Business and Finance: Understanding Merchant Cash Advance
Merchant cash advance is also known as “credit card receivable funding”, and in the past it was formerly structured as a lump-sum payment provided by credit card or debit card companies to a business,with an agreed future percentage. Merchant cash advance is now used for funding small businesses, which is characterized by short payment terms, generally under twenty-four months, with small regular payments, giving a huge advantage to small business owners as compared to large monthly payments and longer payment terms with traditional bank loans. Basing on a business credit sales, a merchant cash advance is fast, easy-to-manage and efficient form of funding small businesses. The term is used to describe purchases of short-term business loans and future credit card sales receivables, and the main criterion for being authorized and approved to have a merchant cash advance is having a predictable credit card sales volume.
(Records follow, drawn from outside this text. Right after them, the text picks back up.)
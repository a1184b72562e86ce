//! Tracing setup for the door.
//!
//! Structured logging through the `tracing` ecosystem: pretty console output
//! by default, JSON for log shippers. Protocol calls run inside spans named
//! after the operation, so every line of a LAYOUTGET carries the file and
//! the client.

use std::sync::atomic::{AtomicU64, Ordering};
use std::time::{Duration, Instant};

use tracing::Level;
use tracing_subscriber::{
    EnvFilter,
    fmt::{self, format::FmtSpan},
    layer::SubscriberExt,
    util::SubscriberInitExt,
};

use crate::config::AppConfig;

/// Configuration for the logging system.
#[derive(Debug, Clone, Copy, Default)]
pub struct LogConfig {
    /// Output logs as JSON (for machine parsing)
    pub json: bool,
    /// Default level DEBUG instead of INFO
    pub verbose: bool,
}

impl From<&AppConfig> for LogConfig {
    fn from(config: &AppConfig) -> Self {
        Self {
            json: config.json_logs,
            verbose: config.verbose,
        }
    }
}

/// Install the global subscriber.
///
/// Call once, early in main and after the config is loaded. `RUST_LOG`
/// overrides the default `layoutd=<level>` filter.
///
/// ```ignore
/// layoutd::logging::init(LogConfig { verbose: true, ..Default::default() });
/// ```
pub fn init(config: LogConfig) {
    let default_level = if config.verbose {
        Level::DEBUG
    } else {
        Level::INFO
    };

    let env_filter = EnvFilter::try_from_default_env().unwrap_or_else(|_| {
        EnvFilter::new(format!("layoutd={}", default_level.as_str().to_lowercase()))
    });

    if config.json {
        tracing_subscriber::registry()
            .with(env_filter)
            .with(
                fmt::layer()
                    .json()
                    .with_span_events(FmtSpan::CLOSE)
                    .with_current_span(true)
                    .with_target(true),
            )
            .init();
    } else {
        tracing_subscriber::registry()
            .with(env_filter)
            .with(
                fmt::layer()
                    .with_target(false)
                    .with_thread_ids(false)
                    .with_file(false)
                    .with_line_number(false),
            )
            .init();
    }
}

/// Lets one message through per interval.
///
/// Pools keep reporting movers the door has forgotten about (after a
/// restart, say); one line every few seconds is enough.
pub struct LogThrottle {
    interval_ms: u64,
    last_log_ms: AtomicU64,
    start: Instant,
}

const NEVER_LOGGED: u64 = u64::MAX;

impl LogThrottle {
    pub fn new(interval: Duration) -> Self {
        Self {
            interval_ms: interval.as_millis() as u64,
            last_log_ms: AtomicU64::new(NEVER_LOGGED),
            start: Instant::now(),
        }
    }

    pub fn should_log(&self) -> bool {
        let now_ms = self.start.elapsed().as_millis() as u64;
        let last = self.last_log_ms.load(Ordering::Relaxed);

        let due = last == NEVER_LOGGED || now_ms.saturating_sub(last) >= self.interval_ms;

        // losing the race means another thread just logged
        due && self
            .last_log_ms
            .compare_exchange(last, now_ms, Ordering::Relaxed, Ordering::Relaxed)
            .is_ok()
    }

    pub fn reset(&self) {
        self.last_log_ms.store(NEVER_LOGGED, Ordering::Relaxed);
    }
}

#[cfg(test)]
mod tests {
    use super::*;

    #[test]
    fn first_message_passes() {
        let throttle = LogThrottle::new(Duration::from_secs(1));
        assert!(throttle.should_log());
    }

    #[test]
    fn burst_is_suppressed() {
        let throttle = LogThrottle::new(Duration::from_secs(1));
        assert!(throttle.should_log());
        assert!(!throttle.should_log());
        assert!(!throttle.should_log());
    }

    #[test]
    fn reset_reopens() {
        let throttle = LogThrottle::new(Duration::from_secs(100));
        assert!(throttle.should_log());
        assert!(!throttle.should_log());
        throttle.reset();
        assert!(throttle.should_log());
    }

    #[test]
    fn config_follows_app_config() {
        let app = AppConfig {
            json_logs: true,
            ..AppConfig::default()
        };
        let log = LogConfig::from(&app);
        assert!(log.json);
        assert!(!log.verbose);
    }
}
Merchant cash advance companies gain a certain percentage of the business daily credit card income, which is done directly from the payment processor, clearing and settling the credit card payment until the obligation has been paid off. The terms of merchant cash advance providers vary, but it depends on the proof provided such as having a stable or steady credit card sales volume. Usually, it will only take three to fourteen days upon completion of the application process for your merchant cash advanced to be issued, which is really fast, then you can spend the proceeds on whatever you think is good for your business. Merchant cash advanced may have higher rates compared to traditional methods such as bank loans, but it greatly provides business opportunities for business growth and development. Retail business sellers who are not qualified for regular bank notes often use merchant cash advance to get funding for their business.
The three payment methods available offered by merchant cash advance companies are split withholding, lock box and ACH withholding. Split withholding is the most preferred method of repayment, because it provides a seamless collection of funds, wherein the credit card processor automatically splits the credit card sales between the finance company and the business with the agreed portion, usually ten to twenty-two percent. The least preferred method is the lock box, also known as “trust bank account withholding”, wherein the credit card sales are deposited into a specific bank account which is controlled by a finance company, and the agreed business portion is forwarded to the business via EFT, ACH or wire transfer. In ACH withholding, the finance company directly deduct the portion from the business’s checking account via ACH in ACH withholding, and if it is structured as a loan, the finance company just debit a fixed amount from the daily sales regardless of the sales.